Mabey, who served as a senior adviser in the UK Prime Minister’s Strategy Unit before becoming founding director and chief executive of E3G, an NGO working on sustainable development, thoughtfully outlines the security challenges that many previous reports on climate security (including by the CNA Corporation and the Center for Strategic and International Studies and the Center for a New American Security) have discussed. But he also examines several less frequently mentioned risks. For instance, he warns that some countries will try to use the need for renewable energy as a cover for obtaining nuclear technology for military purposes. Mabey argues that the development and dissemination of less risky energy technologies is the best way to prevent the proliferation of nuclear weapons.
In addition, Mabey notes, if the international system fails to address the threat of climate change effectively, its legitimacy will be undermined, and it will find it more difficult to resolve other global threats.
Mabey also calls our attention to the critical role that the environment plays in post-conflict reconstruction and peacebuilding efforts. Strategic planners developing 10-15-year security strategies for Afghanistan based on sustainable livelihoods must take climate change into account. Attempts to use a “hearts and minds” strategy against Islamist extremism may fall short as higher temperatures and lower rainfall dry up some of the main sources of jobs for young men in the Middle East and North Africa. In addition, Mabey notes, terrorists are likely to use climate change to feed existing grievances; Osama bin Laden has already spoken several times on climate change’s unequal impacts on different parts of the globe.

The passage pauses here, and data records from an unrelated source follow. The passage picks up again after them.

//! Booking session handlers
//!
//! Each session holds one `BookingController`. Handlers lock the session store
//! only for synchronous controller calls; backend requests run unlocked.

use actix_web::{web, HttpResponse};
use chrono::NaiveDateTime;
use rental_core::traits::ReservationBackend;
use rental_core::{AppError, AppResult};
use rental_services::{submit_failure_message, BookingController, BookingError};
use tracing::{info, instrument, warn};
use uuid::Uuid;
use validator::Validate;

use crate::dto::{
    ApiResponse, BookingSessionResponse, CreateBookingRequest, PickDateRequest, SubmitResponse,
};
use crate::extract::BackendToken;
use crate::state::AppState;

fn session_view<B: ReservationBackend>(
    state: &AppState<B>,
    session_id: Uuid,
    controller: &BookingController,
    now: NaiveDateTime,
) -> BookingSessionResponse {
    BookingSessionResponse::from_controller(
        session_id,
        controller,
        now.date(),
        state.booking().calendar_max_days,
        now,
    )
}

/// Apply a synchronous form action and return the updated view
fn apply<B, F>(state: &AppState<B>, session_id: Uuid, action: F) -> AppResult<HttpResponse>
where
    B: ReservationBackend,
    F: FnOnce(&mut BookingController, NaiveDateTime) -> Result<(), BookingError>,
{
    let now = state.clock().now();
    let view = state.sessions.with_session(session_id, |c| {
        action(c, now)?;
        Ok::<_, BookingError>(session_view(state, session_id, c, now))
    })??;

    Ok(HttpResponse::Ok().json(ApiResponse::success(view)))
}

/// Refetch the session's reservation snapshot from the backend
async fn refresh<B: ReservationBackend + 'static>(
    state: &AppState<B>,
    session_id: Uuid,
    token: &BackendToken,
) -> AppResult<()> {
    let car_id = state.sessions.with_session(session_id, |c| c.car_id())?;
    let reservations = state.manager(token).reservations(car_id).await?;
    state
        .sessions
        .with_session(session_id, |c| c.replace_reservations(reservations))
}

/// Open a booking form for a reservable car
///
/// POST /api/v1/bookings
#[instrument(skip(state, token, req))]
pub async fn create_booking<B: ReservationBackend + 'static>(
    state: web::Data<AppState<B>>,
    req: web::Json<CreateBookingRequest>,
    token: BackendToken,
) -> Result<HttpResponse, AppError> {
    req.validate().map_err(|e| {
        warn!("Booking request validation failed: {}", e);
        AppError::Validation(e.to_string())
    })?;

    let controller = state
        .manager(&token)
        .open_booking(req.car_id, req.user_id)
        .await?;

    let now = state.clock().now();
    let view_controller = controller.clone();
    let session_id = state.sessions.insert(controller);

    info!(%session_id, car_id = req.car_id, "Booking session created");

    Ok(HttpResponse::Created().json(ApiResponse::success(session_view(
        state.get_ref(),
        session_id,
        &view_controller,
        now,
    ))))
}

/// Current state of a booking form, with a freshly fetched snapshot
///
/// GET /api/v1/bookings/{sid}
#[instrument(skip(state, token))]
pub async fn get_booking<B: ReservationBackend + 'static>(
    state: web::Data<AppState<B>>,
    path: web::Path<Uuid>,
    token: BackendToken,
) -> Result<HttpResponse, AppError> {
    let session_id = path.into_inner();
    refresh(state.get_ref(), session_id, &token).await?;
    apply(state.get_ref(), session_id, |_, _| Ok(()))
}

/// Pick the first rental day
///
/// PUT /api/v1/bookings/{sid}/start
#[instrument(skip(state, req))]
pub async fn pick_start<B: ReservationBackend + 'static>(
    state: web::Data<AppState<B>>,
    path: web::Path<Uuid>,
    req: web::Json<PickDateRequest>,
) -> Result<HttpResponse, AppError> {
    let date = req.date;
    apply(state.get_ref(), path.into_inner(), |c, now| c.pick_start(date, now))
}

/// Pick the last rental day
///
/// PUT /api/v1/bookings/{sid}/end
#[instrument(skip(state, req))]
pub async fn pick_end<B: ReservationBackend + 'static>(
    state: web::Data<AppState<B>>,
    path: web::Path<Uuid>,
    req: web::Json<PickDateRequest>,
) -> Result<HttpResponse, AppError> {
    let date = req.date;
    apply(state.get_ref(), path.into_inner(), |c, now| c.pick_end(date, now))
}

/// Clear both dates
///
/// DELETE /api/v1/bookings/{sid}/start
#[instrument(skip(state))]
pub async fn clear_start<B: ReservationBackend + 'static>(
    state: web::Data<AppState<B>>,
    path: web::Path<Uuid>,
) -> Result<HttpResponse, AppError> {
    apply(state.get_ref(), path.into_inner(), |c, _| c.clear_start())
}

/// Clear the end date
///
/// DELETE /api/v1/bookings/{sid}/end
#[instrument(skip(state))]
pub async fn clear_end<B: ReservationBackend + 'static>(
    state: web::Data<AppState<B>>,
    path: web::Path<Uuid>,
) -> Result<HttpResponse, AppError> {
    apply(state.get_ref(), path.into_inner(), |c, _| c.clear_end())
}

/// Submit the selected range as a reservation
///
/// POST /api/v1/bookings/{sid}/submit
///
/// Only one request per session is ever in flight; a repeated submit is
/// answered with 409 `submission_in_progress` without contacting the backend.
/// If the session is deleted while the request is in flight, the backend's
/// answer is discarded.
#[instrument(skip(state, token))]
pub async fn submit_booking<B: ReservationBackend + 'static>(
    state: web::Data<AppState<B>>,
    path: web::Path<Uuid>,
    token: BackendToken,
) -> Result<HttpResponse, AppError> {
    let session_id = path.into_inner();

    if state
        .sessions
        .with_session(session_id, |c| c.is_submitting())?
    {
        return Err(AppError::SubmissionInProgress);
    }

    refresh(state.get_ref(), session_id, &token).await?;

    let now = state.clock().now();
    let request = state
        .sessions
        .with_session(session_id, |c| c.begin_submit(now))??;

    let result = state
        .manager(&token)
        .backend()
        .create_reservation(&request)
        .await;

    let outcome = state
        .sessions
        .with_session(session_id, |c| {
            c.complete_submit(result).map(|id| (id, c.state().clone()))
        })
        .map_err(|e| {
            warn!(%session_id, "Session closed while submitting; discarding result");
            e
        })?;

    let (reservation_id, booking) = match outcome {
        Ok(done) => done,
        // Outages keep their status but show the form's generic message
        Err(e) if e.is_transient() => {
            return Ok(e.response_with_message(&submit_failure_message(&e)))
        }
        Err(e) => return Err(e),
    };

    Ok(HttpResponse::Created().json(ApiResponse::with_message(
        SubmitResponse {
            reservation_id,
            payment_path: state.booking().payment_path_for(reservation_id),
            booking,
        },
        "Reservation created successfully",
    )))
}

/// Close a booking form
///
/// DELETE /api/v1/bookings/{sid}
#[instrument(skip(state))]
pub async fn delete_booking<B: ReservationBackend + 'static>(
    state: web::Data<AppState<B>>,
    path: web::Path<Uuid>,
) -> Result<HttpResponse, AppError> {
    let session_id = path.into_inner();
    if !state.sessions.remove(session_id) {
        return Err(AppError::SessionNotFound(session_id.to_string()));
    }

    info!(%session_id, "Booking session closed");
    Ok(HttpResponse::NoContent().finish())
}

/// Configure booking routes
pub fn configure<B: ReservationBackend + 'static>(cfg: &mut web::ServiceConfig) {
    cfg.service(
        web::scope("/bookings")
            .route("", web::post().to(create_booking::<B>))
            .route("/{sid}", web::get().to(get_booking::<B>))
            .route("/{sid}", web::delete().to(delete_booking::<B>))
            .route("/{sid}/start", web::put().to(pick_start::<B>))
            .route("/{sid}/start", web::delete().to(clear_start::<B>))
            .route("/{sid}/end", web::put().to(pick_end::<B>))
            .route("/{sid}/end", web::delete().to(clear_end::<B>))
            .route("/{sid}/submit", web::post().to(submit_booking::<B>)),
    );
}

“Information on present and future serious climate security impacts is as good, if not better, than other information routinely used in security planning and assessment,” asserts Mabey. Therefore, he argues, the security community has no excuse for not planning for the worst-case climate change scenarios, just as it plans for the worst-case terrorism and nuclear weapons proliferation scenarios. Yet Mabey believes the international response to climate change so far has been “slow and inadequate.” He urges nations and international institutions to devote far greater resources to addressing the myriad threats it will pose to political stability and human well-being.